Plastic Injection Molding
Plastic injection molding is the most common manufacturing technique in the modern world of manufacturing, and is used for products that we use in our everyday lives, such as bottle caps, children’s toys, and automotive dashboards. In the process of plastic injection molding, molten plastic is injected into a mold machine and is then solidified. Almost any plastic product can be made using a plastic injection mold.
The typical layout of a plastic injection molding machine consists of a hopper, which is a chamber in which the plastic pellets, or granules, are placed in preparation for heating. The next vital component is the heating chamber, where the pellets are melted down. In its molten state, other substances such as dyes or other chemical agents can be added in order to change the final product’s color and texture. The injection mold consists of two hollow cavities which clamp together under pressure. The cavities are injected with the molten plastic, are joined together, and left for a short amount of time to cool and solidify.
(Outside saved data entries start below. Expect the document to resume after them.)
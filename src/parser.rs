//! Pull a candidate move out of free-form model output.
//!
//! Extraction runs three stages and stops at the first that yields a
//! plausible token:
//!
//! 1. delimited fields: `<uci_move>…</uci_move>` / `<move>…</move>` tags
//!    (closing tag optional, so truncated generations still count), JSON
//!    keys such as `"move": "e2e4"` (the surrounding JSON need not parse)
//!    and labels such as `Move: e2e4`;
//! 2. the first UCI-like or SAN-like token anywhere in the text;
//! 3. a lenient reading of the first word (`nf3`, `Ng1-f3`).
//!
//! Nothing here knows the position. Legality is the board's job.

use std::sync::LazyLock;

use regex::Regex;

use crate::types::{CandidateMove, ExtractionStage};

/// Core move token. Long algebraic first so `e2-e4` is not read as `e2`
/// and `Ng1-f3` not as `Ng1`.
const MOVE_TOKEN: &str = r"(?:[KQRBN]?[a-hA-H][1-8][-x]?[a-hA-H][1-8](?:=?[qrbnQRBN])?|O-O-O|O-O|0-0-0|0-0|[KQRBN][a-h]?[1-8]?x?[a-h][1-8]|[a-h]x[a-h][1-8](?:=?[QRBN])?|[a-h][1-8](?:=?[QRBN])?)";

const LONG_ALGEBRAIC: &str = r"^[KQRBN]?[a-hA-H][1-8][-x]?[a-hA-H][1-8](?:=?[qrbnQRBN])?$";

/// A move token not glued to an ASCII letter or digit on its left. The
/// right edge is checked by [`tokens`]. Both sides are ASCII-only so that
/// moves written flush against CJK text still count.
static TOKEN: LazyLock<Regex> = LazyLock::new(|| {
    Regex::new(&format!(r"(?:^|[^A-Za-z0-9])({MOVE_TOKEN})")).expect("move token regex")
});

static TOKEN_START: LazyLock<Regex> =
    LazyLock::new(|| Regex::new(&format!(r"^{MOVE_TOKEN}")).expect("token start regex"));

static WHOLE_TOKEN: LazyLock<Regex> =
    LazyLock::new(|| Regex::new(&format!(r"^{MOVE_TOKEN}$")).expect("whole token regex"));

static LONG: LazyLock<Regex> =
    LazyLock::new(|| Regex::new(LONG_ALGEBRAIC).expect("long algebraic regex"));

static TAGGED: LazyLock<Regex> = LazyLock::new(|| {
    Regex::new(r"(?is)<(uci_move|move|answer)>\s*(.*?)\s*(?:</(?:uci_move|move|answer)>|<|$)")
        .expect("tag regex")
});

static JSON_FIELD: LazyLock<Regex> = LazyLock::new(|| {
    Regex::new(r#"(?i)"(?:uci_move|best_move|move|uci)"\s*:\s*"([^"]*)"?"#).expect("json regex")
});

static LABELLED: LazyLock<Regex> = LazyLock::new(|| {
    Regex::new(r"(?i)\b(?:final\s+|best\s+|my\s+|uci\s+)?move\s*(?:is)?\s*[:=]\s*(\S+)")
        .expect("label regex")
});

static THINK: LazyLock<Regex> = LazyLock::new(|| {
    Regex::new(r"(?is)<think>\s*(.*?)\s*(?:</think>|$)").expect("think regex")
});

static JSON_RATIONALE: LazyLock<Regex> = LazyLock::new(|| {
    Regex::new(r#"(?i)"(?:comment|rationale|reasoning|thoughts?)"\s*:\s*"([^"]*)"#)
        .expect("rationale regex")
});

/// Longest rationale forwarded to the evaluator.
const MAX_RATIONALE_CHARS: usize = 500;

/// Extract the first plausible move from `raw`. `None` is an ordinary
/// outcome, not an error.
pub fn extract_move(raw: &str) -> Option<CandidateMove> {
    let raw = raw.trim();
    if raw.is_empty() {
        return None;
    }
    let rationale = extract_rationale(raw);
    let (text, stage) = delimited(raw)
        .map(|t| (t, ExtractionStage::Delimited))
        .or_else(|| first_pattern(raw).map(|t| (t, ExtractionStage::Pattern)))
        .or_else(|| first_word(raw).map(|t| (t, ExtractionStage::FirstToken)))?;
    Some(CandidateMove {
        text,
        rationale,
        stage,
    })
}

/// Every move-like token in `raw`, normalized, in order of appearance and
/// without duplicates. Delimited fields come first.
pub fn candidate_tokens(raw: &str) -> Vec<String> {
    let mut out: Vec<String> = Vec::new();
    let mut push = |token: String| {
        if !out.contains(&token) {
            out.push(token);
        }
    };
    if let Some(token) = delimited(raw) {
        push(token);
    }
    for token in tokens(raw) {
        push(normalize(token));
    }
    out
}

/// Commentary from a `<think>` block or a JSON rationale field.
pub fn extract_rationale(raw: &str) -> Option<String> {
    let text = THINK
        .captures(raw)
        .or_else(|| JSON_RATIONALE.captures(raw))
        .and_then(|c| c.get(1))
        .map(|m| m.as_str().split_whitespace().collect::<Vec<_>>().join(" "))?;
    if text.is_empty() {
        return None;
    }
    Some(text.chars().take(MAX_RATIONALE_CHARS).collect())
}

fn delimited(raw: &str) -> Option<String> {
    let fields = TAGGED
        .captures_iter(raw)
        .filter_map(|c| c.get(2))
        .chain(JSON_FIELD.captures_iter(raw).filter_map(|c| c.get(1)))
        .chain(LABELLED.captures_iter(raw).filter_map(|c| c.get(1)));
    for field in fields {
        if let Some(token) = first_pattern(field.as_str()) {
            return Some(token);
        }
    }
    None
}

fn first_pattern(text: &str) -> Option<String> {
    tokens(text).first().map(|token| normalize(token))
}

/// Move-like tokens of `text` in order of appearance.
///
/// A token ends at the end of the text, at anything that is not an ASCII
/// letter or digit, or where the next token begins (`e2e4e2e4`). A
/// trailing promotion letter is given back when it starts the next token,
/// so `b2b4b2b4` gives `b2b4` and not `b2b4b`.
fn tokens(text: &str) -> Vec<&str> {
    let mut out = Vec::new();
    let mut from = 0;
    while let Some(m) = TOKEN.captures_at(text, from).and_then(|c| c.get(1)) {
        let Some(mut end) = clean_end(text, m.start(), m.end()) else {
            from = m.end();
            continue;
        };
        out.push(&text[m.start()..end]);
        // tokens run together, as in looping output
        while let Some(next) = TOKEN_START.find(&text[end..]) {
            let start = end;
            match clean_end(text, start, start + next.end()) {
                Some(next_end) => {
                    out.push(&text[start..next_end]);
                    end = next_end;
                }
                None => break,
            }
        }
        from = end;
    }
    out
}

/// Where the token matched at `start..end` really ends: at `end`, or one
/// letter earlier when that letter belongs to the next token.
fn clean_end(text: &str, start: usize, end: usize) -> Option<usize> {
    let shorter = text[start..end]
        .ends_with(|c: char| c.is_ascii_alphabetic())
        .then(|| end - 1);
    std::iter::once(end)
        .chain(shorter)
        .find(|&stop| WHOLE_TOKEN.is_match(&text[start..stop]) && ends_cleanly(&text[stop..]))
}

fn ends_cleanly(rest: &str) -> bool {
    match rest.chars().next() {
        None => true,
        Some(c) if !c.is_ascii_alphanumeric() => true,
        Some(_) => TOKEN_START.is_match(rest),
    }
}

fn first_word(raw: &str) -> Option<String> {
    let word = raw
        .split_whitespace()
        .next()?
        .trim_matches(|c: char| !c.is_ascii_alphanumeric() && c != '-' && c != '=');
    let mut chars = word.chars();
    let first = chars.next()?;
    let rest = chars.as_str();
    // `ng1f3`, `ng1-f3`: lowercase piece letter in front of long algebraic
    if "kqrbn".contains(first) && LONG.is_match(rest) {
        return Some(normalize(rest));
    }
    // `nf3`: lowercase piece letter in SAN
    if "kqrn".contains(first) {
        let upper = format!("{}{}", first.to_ascii_uppercase(), rest);
        if WHOLE_TOKEN.is_match(&upper) {
            return Some(normalize(&upper));
        }
    }
    None
}

/// Canonical spelling of a matched token: long algebraic becomes
/// lowercase UCI, castling uses the letter O, annotations are dropped.
pub fn normalize(token: &str) -> String {
    let token = token
        .trim_end_matches(['+', '#', '!', '?'])
        .replace('0', "O");
    if LONG.is_match(&token) {
        let squares = match token.as_bytes() {
            [b'K' | b'Q' | b'R' | b'B' | b'N', second, ..] if second.is_ascii_alphabetic() => {
                &token[1..]
            }
            _ => &token[..],
        };
        return squares
            .chars()
            .filter(|c| !matches!(c, '-' | 'x' | '='))
            .collect::<String>()
            .to_ascii_lowercase();
    }
    token
}

#[cfg(test)]
mod tests {
    use super::*;

    fn text(raw: &str) -> Option<String> {
        extract_move(raw).map(|c| c.text)
    }

    #[test]
    fn labelled_move_wins_over_prose() {
        let c = extract_move("I'll play e4. Move: e2e4").unwrap();
        assert_eq!(c.text, "e2e4");
        assert_eq!(c.stage, ExtractionStage::Delimited);
    }

    #[test]
    fn tagged_output() {
        let raw = "<think>Control the centre. Knight is better on f3.</think>\n<uci_move>g1f3</uci_move>";
        let c = extract_move(raw).unwrap();
        assert_eq!(c.text, "g1f3");
        assert_eq!(
            c.rationale.as_deref(),
            Some("Control the centre. Knight is better on f3.")
        );
    }

    #[test]
    fn truncated_generations() {
        assert_eq!(text("<think>Push the pawn</think><uci_move>d2d4"), Some("d2d4".into()));
        assert_eq!(text(r#"{"move": "e7e5", "comment": "symmetric"#), Some("e7e5".into()));
        assert_eq!(text(r#"{"move": "e2e4"#), Some("e2e4".into()));
        assert_eq!(text(r#"{"mo"#), None);
        assert_eq!(text("<think>I think the best plan is"), None);
    }

    #[test]
    fn nothing_to_find() {
        assert_eq!(text(""), None);
        assert_eq!(text("   \n "), None);
        assert_eq!(text("I am not sure what to do in this position."), None);
        assert_eq!(text("asdkj qwe zzz 12345"), None);
    }

    #[test]
    fn multiple_moves_take_the_first() {
        assert_eq!(text("e2e4 e7e5 g1f3 b8c6"), Some("e2e4".into()));
        assert_eq!(text("1. e4 e5 2. Nf3 Nc6"), Some("e4".into()));
        assert_eq!(text("Nf3 Nf3 Nf3 Nf3 Nf3 Nf3 Nf3"), Some("Nf3".into()));
        assert_eq!(
            text("<uci_move>c2c4</uci_move><uci_move>d2d4</uci_move>"),
            Some("c2c4".into())
        );
    }

    #[test]
    fn placeholder_tag_falls_through_to_pattern() {
        assert_eq!(
            text("<uci_move>your_move</uci_move> I choose d2d4"),
            Some("d2d4".into())
        );
    }

    #[test]
    fn mixed_language_and_notation_variants() {
        assert_eq!(text("我选择 e2e4，因为它控制中心"), Some("e2e4".into()));
        assert_eq!(text("Je joue Cf3... non, e2-e4!"), Some("e2e4".into()));
        assert_eq!(text("Castle: 0-0"), Some("O-O".into()));
        assert_eq!(text("Qxf7#"), Some("Qxf7".into()));
        assert_eq!(text("E2E4"), Some("e2e4".into()));
        assert_eq!(text("e7e8=Q"), Some("e7e8q".into()));
    }

    #[test]
    fn moves_flush_against_cjk_text() {
        assert_eq!(text("我选择e2e4因为它控制中心"), Some("e2e4".into()));
        assert_eq!(text("最佳着法是Nf3。"), Some("Nf3".into()));
        assert_eq!(text("走g1f3吧"), Some("g1f3".into()));
    }

    #[test]
    fn looping_output_without_spaces() {
        assert_eq!(text("e2e4e2e4e2e4e2e4"), Some("e2e4".into()));
        assert_eq!(text("Nf3Nf3Nf3Nf3"), Some("Nf3".into()));
        assert_eq!(text("b2b4b2b4b2b4"), Some("b2b4".into()));
        assert_eq!(candidate_tokens("d2d4g1f3d2d4"), ["d2d4", "g1f3"]);
    }

    #[test]
    fn glued_to_ascii_is_not_a_move() {
        assert_eq!(text("abe4 xe2e4y"), None);
        assert_eq!(text("e2e45 then c2c4"), Some("c2c4".into()));
    }

    #[test]
    fn first_word_heuristic() {
        let c = extract_move("nf3 develops").unwrap();
        assert_eq!(c.text, "Nf3");
        assert_eq!(c.stage, ExtractionStage::FirstToken);
        assert_eq!(text("ng1f3 maybe"), Some("g1f3".into()));
    }

    #[test]
    fn piece_prefixed_long_algebraic() {
        assert_eq!(text("Ng1-f3"), Some("g1f3".into()));
        assert_eq!(text("I like Bf1xb5 here"), Some("f1b5".into()));
    }

    #[test]
    fn collects_all_tokens_in_order() {
        let tokens = candidate_tokens("Maybe e2e5? No: Nf3 or e2e4, e2e4 again.");
        assert_eq!(tokens, ["e2e5", "Nf3", "e2e4"]);
    }
}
Once solid, the two halves of the mold are separated, and the plastic product is ejected out of the mold by a set of ejector rods or pins.
Plastic injection molding is able to yield close-tolerance products at high-volume runs. Therefore, the process is frequently used for prototyping and mass production. Both of these processes are common in industries such as automotive, computer, plumbing, medical, food service and consumer. Plastic injection molding is utilized to some extent by so many industries due to how many advantages the process has. These advantages include:
- Speed. Plastic injection molding is popular for long manufacturing runs because of its speed. The speed ultimately depends on the complexity of the product, but the downtime in between cycles generally lasts less than a minute. In addition to how fast the molding process itself is, the final product often times is finished as soon as it leaves the mold, and does not need to undergo any additional processes such as surface finishing.
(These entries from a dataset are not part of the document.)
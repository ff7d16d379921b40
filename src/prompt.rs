//! Prompt templates.
//!
//! A template is plain text with `{placeholder}` markers. Recognized
//! placeholders are `{fen}`, `{side_to_move}`, `{legal_moves}` (UCI),
//! `{legal_moves_san}`, `{heuristics}` and `{instructions}`. Anything else
//! in braces is left untouched.

use crate::board::BoardState;
use crate::heuristics::PositionSummary;

pub const DEFAULT_INSTRUCTIONS: &str = "Select the best move. Keep your thinking to 2 sentences or less, then output your chosen move.\nFormat:\n<think>brief thinking (2 sentences max)</think>\n<uci_move>your_move</uci_move>";

pub const DEFAULT_TEMPLATE: &str = "You are an expert chess player. Here is the position in FEN format:\n{fen}\n\nLegal moves: {legal_moves}\n\n{instructions}";

#[derive(Debug, Clone)]
pub struct PromptTemplate {
    template: String,
    instructions: String,
}

impl Default for PromptTemplate {
    fn default() -> Self {
        Self::new(DEFAULT_TEMPLATE, DEFAULT_INSTRUCTIONS)
    }
}

impl PromptTemplate {
    pub fn new(template: impl Into<String>, instructions: impl Into<String>) -> Self {
        Self {
            template: template.into(),
            instructions: instructions.into(),
        }
    }

    pub fn as_str(&self) -> &str {
        &self.template
    }

    pub fn render(&self, board: &BoardState) -> String {
        let mut out = self.template.clone();
        // heuristics are only computed when asked for
        if out.contains("{heuristics}") {
            out = out.replace("{heuristics}", &PositionSummary::of(board).to_string());
        }
        if out.contains("{legal_moves_san}") {
            out = out.replace("{legal_moves_san}", &legal_list(board, true));
        }
        if out.contains("{legal_moves}") {
            out = out.replace("{legal_moves}", &legal_list(board, false));
        }
        let side = if board.turn().is_white() { "White" } else { "Black" };
        out.replace("{fen}", &board.fen())
            .replace("{side_to_move}", side)
            .replace("{instructions}", &self.instructions)
    }
}

fn legal_list(board: &BoardState, san: bool) -> String {
    board
        .legal_moves()
        .into_iter()
        .map(|m| if san { board.san_plain(m) } else { board.uci(m) })
        .collect::<Vec<_>>()
        .join(" ")
}

/// Append the heuristic summary to an evaluator-written prompt.
pub fn augment_with_heuristics(prompt: &str, board: &BoardState) -> String {
    format!(
        "{prompt}\n\nHeuristics: {}",
        PositionSummary::of(board)
    )
}
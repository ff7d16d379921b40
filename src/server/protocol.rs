//! Evaluator-facing wire types and response rendering.

use std::sync::LazyLock;

use regex::Regex;
use serde::{Deserialize, Serialize};
use serde_json::{Map, Value, json};

use crate::config::ResponseConfig;
use crate::types::{ChatMessage, FallbackReason, Notation, ResolvedMove, Termination};

/// Piece placement, side, castling, en passant and both clocks.
static FEN_IN_TEXT: LazyLock<Regex> = LazyLock::new(|| {
    Regex::new(r"([rnbqkpRNBQKP1-8/]+\s[wb]\s[-KQkq]+\s[-a-h1-8]+\s\d+\s\d+)")
        .expect("fen regex")
});

/// Body of `POST /move`.
#[derive(Debug, Clone, Default, Deserialize)]
pub struct MoveRequest {
    /// Starting position; the initial position when absent.
    #[serde(default)]
    pub fen: Option<String>,
    /// Moves played from `fen`, UCI or SAN.
    #[serde(default)]
    pub moves: Vec<String>,
    pub temperature: Option<f32>,
    pub max_tokens: Option<u32>,
}

#[derive(Debug, Clone, Serialize)]
pub struct MoveResponse {
    /// The move in the configured notation; `null` when the game is over.
    #[serde(rename = "move")]
    pub mv: Option<String>,
    pub uci: Option<String>,
    pub san: Option<String>,
    pub comment: Option<String>,
    pub source: Option<&'static str>,
    pub fallback_reason: Option<FallbackReason>,
    pub game_over: Option<Termination>,
}

impl MoveResponse {
    pub fn resolved(mv: &ResolvedMove, notation: Notation) -> Self {
        Self {
            mv: Some(mv.in_notation(notation).to_string()),
            uci: Some(mv.uci.clone()),
            san: Some(mv.san.clone()),
            comment: mv.rationale.clone(),
            source: Some(mv.source.label()),
            fallback_reason: mv.source.fallback_reason(),
            game_over: None,
        }
    }

    pub fn game_over(termination: Termination) -> Self {
        Self {
            mv: None,
            uci: None,
            san: None,
            comment: None,
            source: None,
            fallback_reason: None,
            game_over: Some(termination),
        }
    }
}

/// Body of `POST /v1/chat/completions`. Unknown fields are ignored.
#[derive(Debug, Clone, Default, Deserialize)]
pub struct ChatRequest {
    #[serde(default)]
    pub messages: Vec<ChatMessage>,
    pub temperature: Option<f32>,
    pub max_tokens: Option<u32>,
}

impl ChatRequest {
    /// FEN embedded in the last user message, if any.
    pub fn fen(&self) -> Option<&str> {
        let last = self.messages.iter().rev().find(|m| m.role == "user")?;
        FEN_IN_TEXT
            .captures(&last.content)
            .and_then(|c| c.get(1))
            .map(|m| m.as_str())
    }

    pub fn word_count(&self) -> usize {
        self.messages
            .iter()
            .map(|m| m.content.split_whitespace().count())
            .sum()
    }
}

/// Assistant content for a resolved move.
pub fn render_move_content(config: &ResponseConfig, mv: &ResolvedMove, notation: Notation) -> String {
    let rationale = match (&mv.rationale, mv.source.fallback_reason()) {
        (Some(text), _) => text.clone(),
        (None, Some(reason)) => format!("Fallback move: {reason}."),
        (None, None) => String::new(),
    };
    config
        .content_template
        .replace("{rationale}", &rationale)
        .replace("{move}", mv.in_notation(notation))
        .replace("{uci}", &mv.uci)
        .replace("{san}", &mv.san)
        .replace("{source}", mv.source.label())
}

/// Assistant content for a finished game.
pub fn render_game_over_content(config: &ResponseConfig, termination: &Termination) -> String {
    config
        .game_over_template
        .replace("{reason}", termination.reason())
        .replace("{result}", termination.result())
}

/// A `chat.completion` object carrying `content`.
pub fn chat_completion(
    config: &ResponseConfig,
    content: String,
    finish_reason: &str,
    prompt_tokens: usize,
) -> Value {
    let completion_tokens = content.split_whitespace().count();
    json!({
        "id": config.id,
        "object": config.object,
        "created": config.created,
        "model": config.model,
        "choices": [{
            "index": 0,
            "message": {"role": "assistant", "content": content},
            "finish_reason": finish_reason,
        }],
        "usage": {
            "prompt_tokens": prompt_tokens,
            "completion_tokens": completion_tokens,
            "total_tokens": prompt_tokens + completion_tokens,
        },
    })
}

/// Copy the configured extra fields into a JSON object. Fields the
/// response already has are left alone.
pub fn merge_extra(mut value: Value, extra: &Map<String, Value>) -> Value {
    if let Value::Object(object) = &mut value {
        for (key, extra_value) in extra {
            object
                .entry(key.clone())
                .or_insert_with(|| extra_value.clone());
        }
    }
    value
}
- Low labor costs. Most injection molding machines feature automated mechanisms that keep production going at a steady rate. Because so much of the machine is automated, they require little supervision.
- Accuracy. The injection molding process involves filling a mold that is cut with the utmost precision. The structure of the molds as well as the pressure applied in the process ensure that there is very little variation in the product’s configuration from copy to copy.
- Strength. Some injection molds feature fillers that reduce the plastic’s density during molding, and even after molding. In applications that require their plastic components to be exceptionally strong, plastic molding has strengthening capabilities that other processes do not.
- Complexity capabilities and versatility. Since the injection molds undergo such high volumes of pressure, the molten plastic presses harder against the mold. As a result, the design of the part can feature highly intricate details. It is simple to change not only the type of material used to fabricate the products, but the additional chemicals that change the products appearance. Plastic injection molding machines can also be designed with co-injection molding capabilities. In other words, these machines can handle more than one material at a time.
- Minimal waste. The process of injection molding is highly energy-efficient. Although the final product may include a joining line where the two halves of the mold cavity meet, the total amount of wasted plastic is very minimal and can be easily removed during the finishing process. The small amount of plastic waste that the process may produce can be recycled and reused.
In addition, another advantage to the plastic injection molding process is the broad range of materials that can be used. The choice of material typically depends on the intended purpose of the product. Thermoplastics are a common material that is used, because of its ability to become malleable once heated and rigid once it is cooled. Other materials that are used are thermosets and elastomers such as rubber. As beneficial as the plastic injection molding process is, it is not perfect. One disadvantage that comes with injection molding is the initial cost of the equipment. However, once the machinery is established and the mold is created, both will last a long time and be able to produce plastic components at a cost-efficient rate. Injection molding has many advantages that far outweigh its drawbacks, and is considered a worthy and beneficial long term investment by manufacturers worldwide.